120. Dry lettuce seeds have slightly more than half of their phytochrome in the Pfr form. So if they are moistened and kept in the dark, some of the seeds will actually germinate. If we shine red (or it turns out even white) light on imbibing seeds, then virtually all of the phytochrome is converted to the Pfr form and this photoactivates the genes in the DNA. Almost all of the seeds will germinate in this light! On the other hand, if we shine far-red light on imbibing seeds, then virtually all of the phytochrome in the seeds is converted to the Pr form and none of the seeds will germinate.

121. Thus phytochrome and light tell lettuce seeds when they are exposed to sunlight and can begin to germinate. Small seeds, such as those in lettuce, do not have reserves enough to start germinating without being able to quickly get to light. It is no surprise that small-seeded species have evolved this mechanism for photoactivation of seed germination. It prevents a deeply-buried seed from trying to germinate! As a challenge to your own thinking, you might wonder what happens in the case of a species with large seeds (peas = Pisum sativum) but with thin seed coats. How might the strategy be similar? How might it differ significantly?
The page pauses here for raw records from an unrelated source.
// This Source Code Form is subject to the terms of the Mozilla Public License, v. 2.0.
// If a copy of the MPL was not distributed with this file,
// You can obtain one at <https://mozilla.org/MPL/2.0/>.

// Reference-frame fitting of an atom group.
//
// The fitting atoms (the group itself, or the atoms of another group) are
// centered on their weighted centroid c and rotated by the optimal rotation R
// onto the stored reference positions r_j, which are kept centered on zero.
// The group's cached positions then become
//   p_i = R (x_i - c) + c_ref    when centering,
//   p_i = R x_i                  when only rotating,
// i.e. with centering the fitted group sits at the absolute reference
// placement.
//
// A scalar computed from the p_i depends on the lab positions both directly
// and through c and R. The direct part is handled when forces are applied
// (rotating each gradient back by R^T); the indirect part is stored per
// fitting atom in `fit_gradients`:
//   fit_gradients[j] = -(w_j / W) R^T sum_i g_i
//                    + sum_k G_k dq_k/dy_j,   G_k = sum_i g_i . (dR/dq_k)(x_i - c)

use super::AtomGroup;
use super::registry::GroupId;
use crate::atom::Atom;
use crate::error::{AtomGroupError, Result};
use crate::proxy::AtomProxy;
use crate::rotation::OptimalRotation;
use glam::f64::{DMat3, DQuat, DVec3};

/// Options controlling how an atom group is fitted onto its reference.
#[derive(Debug, Clone, Copy, PartialEq, Eq)]
pub struct FitSettings {
    /// Translate the positions so the fitting atoms' centroid matches the reference centroid.
    pub center: bool,
    /// Rotate the positions onto the reference (after centering, if enabled).
    pub rotate: bool,
    /// Include the derivatives of the roto-translation in the applied forces.
    pub fit_gradients: bool,
    /// The fit was chosen explicitly and must not be overridden by defaults.
    pub user_defined: bool,
}

impl Default for FitSettings {
    fn default() -> Self {
        Self {
            center: false,
            rotate: false,
            fit_gradients: true,
            user_defined: false,
        }
    }
}

impl FitSettings {
    #[inline]
    pub fn is_fitting(&self) -> bool {
        self.center || self.rotate
    }
}

/// Reference configuration and per-step fit state of a group.
#[derive(Debug, Clone)]
pub(crate) struct ReferenceFrame {
    /// Group that defines the transform; `None` when it is the group itself.
    group: Option<GroupId>,
    /// Handles onto the fitting group's atoms (empty when fitting on self).
    external_atoms: Vec<Atom>,
    /// Explicit weights of the external fitting group, if it has any.
    external_weights: Option<Vec<f64>>,
    /// Weights of the fitting atoms.
    weights: Vec<f64>,
    /// Reference positions, centered on their weighted centroid.
    positions: Vec<DVec3>,
    centroid: DVec3,

    /// Current fitting-atom positions minus `current_centroid`.
    centered: Vec<DVec3>,
    current_centroid: DVec3,
    fit_gradients: Vec<DVec3>,
}

impl ReferenceFrame {
    fn new(
        group: Option<GroupId>,
        external_atoms: Vec<Atom>,
        external_weights: Option<Vec<f64>>,
        weights: Vec<f64>,
        reference: Vec<DVec3>,
    ) -> Self {
        let mut frame = Self {
            group,
            external_atoms,
            external_weights,
            weights,
            positions: reference,
            centroid: DVec3::ZERO,
            centered: Vec::new(),
            current_centroid: DVec3::ZERO,
            fit_gradients: Vec::new(),
        };
        frame.recenter_reference();
        frame
    }

    #[inline]
    pub(crate) fn is_self_fit(&self) -> bool {
        self.external_atoms.is_empty()
    }

    pub(crate) fn external_atoms(&self) -> &[Atom] {
        &self.external_atoms
    }

    pub(crate) fn fit_gradients(&self) -> &[DVec3] {
        &self.fit_gradients
    }

    pub(crate) fn set_weights(&mut self, weights: Vec<f64>) {
        debug_assert_eq!(weights.len(), self.positions.len());
        self.weights = weights;
        self.recenter_reference();
    }

    /// Refreshes the masses of the external fitting atoms. Nothing changes
    /// when the new total mass is not positive.
    pub(crate) fn update_external_masses(&mut self, proxy: &dyn AtomProxy) -> Result<()> {
        let masses: Vec<f64> = self
            .external_atoms
            .iter()
            .map(|a| proxy.atom_mass(a.index()))
            .collect();
        let total: f64 = masses.iter().sum();
        if !(total > 0.0) {
            return Err(AtomGroupError::NonPositiveTotalMass { total });
        }
        for (atom, &mass) in self.external_atoms.iter_mut().zip(masses.iter()) {
            atom.mass = mass;
        }
        if self.external_weights.is_none() {
            self.weights = masses;
        }
        Ok(())
    }

    pub(crate) fn reset_external_atoms(&mut self) {
        for atom in self.external_atoms.iter_mut() {
            atom.reset_data();
        }
    }

    /// Re-centers the reference positions on their weighted centroid, keeping
    /// their absolute placement in `centroid`.
    pub(crate) fn recenter_reference(&mut self) {
        let total: f64 = self.weights.iter().sum();
        let absolute: Vec<DVec3> = self.positions.iter().map(|&r| r + self.centroid).collect();
        self.centroid = if total > 0.0 {
            absolute
                .iter()
                .zip(self.weights.iter())
                .map(|(&r, &w)| w * r)
                .sum::<DVec3>()
                / total
        } else {
            DVec3::ZERO
        };
        self.positions = absolute.into_iter().map(|r| r - self.centroid).collect();
    }
}

impl AtomGroup {
    /// Attaches reference positions (absolute coordinates, one per atom of
    /// this group) and fits the group onto them according to `settings`.
    pub fn with_reference(mut self, reference: Vec<DVec3>, settings: FitSettings) -> Result<Self> {
        self.require_atoms("with_reference")?;
        if reference.len() != self.atoms.len() {
            return Err(AtomGroupError::ReferenceCountMismatch {
                expected: self.atoms.len(),
                found: reference.len(),
            });
        }
        let weights = self.fit_weights_from_self().unwrap_or_default();
        self.frame = Some(ReferenceFrame::new(None, Vec::new(), None, weights, reference));
        self.settings = settings;
        Ok(self)
    }

    /// Fits this group with the transform that superimposes the atoms of
    /// `fitting` (registered as `id`) onto `reference`, one position per
    /// atom of `fitting`.
    pub fn with_fitting_group(
        mut self,
        id: GroupId,
        fitting: &AtomGroup,
        reference: Vec<DVec3>,
        settings: FitSettings,
    ) -> Result<Self> {
        self.require_atoms("with_fitting_group")?;
        fitting.require_atoms("with_fitting_group")?;
        if reference.len() != fitting.len() {
            return Err(AtomGroupError::ReferenceCountMismatch {
                expected: fitting.len(),
                found: reference.len(),
            });
        }
        let weights = fitting.fit_weights_from_self().unwrap_or_default();
        self.frame = Some(ReferenceFrame::new(
            Some(id),
            fitting.atoms.clone(),
            fitting.weights.clone(),
            weights,
            reference,
        ));
        self.settings = settings;
        Ok(self)
    }

    pub fn fit_settings(&self) -> FitSettings {
        self.settings
    }

    /// Enables or disables the fit-gradient contribution.
    pub fn set_fit_gradients(&mut self, enabled: bool) {
        self.settings.fit_gradients = enabled;
    }

    /// Requests a centering/rotation default, e.g. from a collective variable
    /// that needs a fitted frame. Ignored when the user chose the fit
    /// explicitly.
    pub fn set_default_fit(&mut self, center: bool, rotate: bool) -> Result<()> {
        if self.settings.user_defined {
            log::debug!("Keeping user-defined fit settings {:?}", self.settings);
            return Ok(());
        }
        if (center || rotate) && self.frame.is_none() {
            return Err(AtomGroupError::MissingReferencePositions);
        }
        self.settings.center = center;
        self.settings.rotate = rotate;
        Ok(())
    }

    /// Id of the group defining the transform; `None` when it is this group.
    pub fn fitting_group(&self) -> Option<GroupId> {
        self.frame.as_ref().and_then(|f| f.group)
    }

    /// Handles onto the atoms of an external fitting group.
    pub fn fitting_atoms(&self) -> &[Atom] {
        self.frame
            .as_ref()
            .map(|f| f.external_atoms.as_slice())
            .unwrap_or(&[])
    }

    /// Reference positions, centered on zero.
    pub fn reference_positions(&self) -> Option<&[DVec3]> {
        self.frame.as_ref().map(|f| f.positions.as_slice())
    }

    /// Centroid removed from the reference positions when they were stored.
    pub fn reference_centroid(&self) -> Option<DVec3> {
        self.frame.as_ref().map(|f| f.centroid)
    }

    /// Centroid of the fitting atoms found by the latest fit (zero when not centering).
    pub fn fit_centroid(&self) -> DVec3 {
        self.frame.as_ref().map_or(DVec3::ZERO, |f| f.current_centroid)
    }

    /// The latest optimal rotation (identity when rotation is disabled).
    pub fn rotation(&self) -> &OptimalRotation {
        &self.rotation
    }

    pub fn rotation_matrix(&self) -> DMat3 {
        self.rotation.matrix()
    }

    /// Weighted RMS deviation of the fitting atoms from the reference after the latest fit.
    pub fn fit_rmsd(&self) -> Option<f64> {
        let frame = self.frame.as_ref()?;
        if frame.centered.is_empty() {
            return None;
        }
        let q = self.rotation.quaternion();
        let total: f64 = frame.weights.iter().sum();
        let msd = frame
            .centered
            .iter()
            .zip(frame.positions.iter())
            .zip(frame.weights.iter())
            .map(|((&y, &r), &w)| w * (q * y - r).length_squared())
            .sum::<f64>()
            / total;
        Some(msd.sqrt())
    }

    /// Derivatives of the fitting transform, one per fitting atom, valid after
    /// [`AtomGroup::calc_fit_gradients`].
    pub fn fit_gradients(&self) -> &[DVec3] {
        self.frame
            .as_ref()
            .map(|f| f.fit_gradients.as_slice())
            .unwrap_or(&[])
    }

    /// Computes the optimal roto-translation from the fitting atoms' current
    /// positions and applies it to this group's cached positions.
    ///
    /// Expects the group's positions to have just been read; the positions of
    /// an external fitting group are read here.
    pub fn calc_apply_roto_translation(&mut self, proxy: &dyn AtomProxy) {
        let settings = self.settings;
        let Some(frame) = self.frame.as_mut() else {
            return;
        };

        frame.centered.clear();
        if frame.is_self_fit() {
            frame.centered.extend(self.atoms.iter().map(|a| a.pos));
        } else {
            for atom in frame.external_atoms.iter_mut() {
                atom.read_position(proxy);
                frame.centered.push(atom.pos);
            }
        }

        frame.current_centroid = if settings.center {
            let total: f64 = frame.weights.iter().sum();
            frame
                .centered
                .iter()
                .zip(frame.weights.iter())
                .map(|(&y, &w)| w * y)
                .sum::<DVec3>()
                / total
        } else {
            DVec3::ZERO
        };
        let centroid = frame.current_centroid;
        for y in frame.centered.iter_mut() {
            *y -= centroid;
        }

        self.rotation = if settings.rotate {
            OptimalRotation::solve(&frame.centered, &frame.positions, &frame.weights)
        } else {
            OptimalRotation::identity()
        };
        let reference_centroid = frame.centroid;

        if settings.center {
            self.apply_translation(-centroid);
        }
        if settings.rotate {
            let q = self.rotation.quaternion();
            self.apply_rotation(q);
        }
        if settings.center {
            self.apply_translation(reference_centroid);
        }
    }

    /// Computes the derivatives of the fitting transform given the current
    /// per-atom gradients (taken with respect to the fitted positions).
    ///
    /// Does nothing unless fit gradients are enabled and the group is fitted.
    pub fn calc_fit_gradients(&mut self) {
        let settings = self.settings;
        if !settings.fit_gradients || !settings.is_fitting() {
            return;
        }
        let Some(frame) = self.frame.as_mut() else {
            return;
        };

        let n_fit = frame.positions.len();
        frame.fit_gradients.clear();
        frame.fit_gradients.resize(n_fit, DVec3::ZERO);
        if frame.centered.len() != n_fit {
            // No fit has been computed yet.
            return;
        }

        if settings.center {
            let total: f64 = frame.weights.iter().sum();
            let grad_sum: DVec3 = self.atoms.iter().map(|a| a.grad).sum();
            let lab_grad_sum = self.rotation.inverse_rotate(grad_sum);
            for (fg, &w) in frame.fit_gradients.iter_mut().zip(frame.weights.iter()) {
                *fg -= (w / total) * lab_grad_sum;
            }
        }

        if settings.rotate {
            // G_k = sum_i g_i . (dR/dq_k)(x_i - c)
            let centroid = frame.current_centroid;
            let mut g_q = [0.0; 4];
            for (atom, &x) in self.atoms.iter().zip(self.lab_positions.iter()) {
                let d_r = self.rotation.rotation_derivatives_times(x - centroid);
                for k in 0..4 {
                    g_q[k] += atom.grad.dot(d_r[k]);
                }
            }

            for ((fg, &r), &w) in frame
                .fit_gradients
                .iter_mut()
                .zip(frame.positions.iter())
                .zip(frame.weights.iter())
            {
                let dq = self.rotation.quaternion_derivatives(r, w);
                let component = |a: usize| (0..4).map(|k| g_q[k] * dq[a][k]).sum::<f64>();
                *fg += DVec3::new(component(0), component(1), component(2));
            }
        }
    }

    /// Maps a lab-frame position with the latest roto-translation.
    pub(crate) fn to_fitted_frame(&self, x: DVec3) -> DVec3 {
        let Some(frame) = self.frame.as_ref() else {
            return x;
        };
        if !self.settings.is_fitting() || frame.centered.is_empty() {
            return x;
        }
        let mut p = x;
        if self.settings.center {
            p -= frame.current_centroid;
        }
        if self.settings.rotate {
            p = self.rotation.rotate(p);
        }
        if self.settings.center {
            p += frame.centroid;
        }
        p
    }

    /// Rotates a fitted-frame vector back into the lab frame.
    #[inline]
    pub(crate) fn to_lab_frame(&self, v: DVec3) -> DVec3 {
        if self.settings.rotate {
            self.rotation.inverse_rotate(v)
        } else {
            v
        }
    }

    /// The rotation applied to the cached positions, as a quaternion.
    pub fn fit_quaternion(&self) -> DQuat {
        self.rotation.quaternion()
    }
}

// End of File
122. SEED GERMINATION A seed contains an embryonic plant in a resting condition, and germination is its resumption of growth. Seeds will begin to germinate when the soil temperature is in the appropriate range and when water and oxygen are available. However, most of your wildflower seeds will only germinate between specific soil temperatures. Optimum soil germination temperatures will vary greatly from one species to another. With soil temperatures extremely low or excessively high, growth of the seed is either slow and erratic or germination is entirely prevented. Not all of your seeds will sprout at the same time due to constant temperature fluctuations typically observed in nature. The most common cause of poor germination associated with wildflowers is the depth at which the seeds are sown.

123. Small seeds should be planted on the soil surface and pressed or rolled in for best results since they contain only enough stored food for a limited period of growth. If the seedling is to survive, it must emerge from the soil and quickly begin to produce its own food. If seeds are too deeply buried beneath the soil surface, the seedling will either exhaust its food reserve prior to reaching the soil surface causing its death, or lack of sufficient oxygen will prohibit germination altogether. Within the descriptive literature of each species, we have listed the following germination data to assist you in your planting.

124. GERMINATION DAYS: The average time period in which a particular variety will germinate given optimum conditions. Please allow a variance of plus or minus 25%. OPTIMUM SOIL TEMPERATURE FOR GERMINATION: The optimum temperature in degrees Fahrenheit for rapid germination. A steady temperature between the published limits, based on laboratory data, is recommended for best results. SOWING DEPTH: An increment in inches has been included for each variety as a quick reference for optimum sowing depth. A good rule to follow, if in doubt about any variety, is to sow the seed at a shallow depth. SURFACE SOW: Due to the extremely small size of the seed, the area should be prepared and the seed sown directly on the surface of the soil, then pressed or rolled in. DO NOT COVER.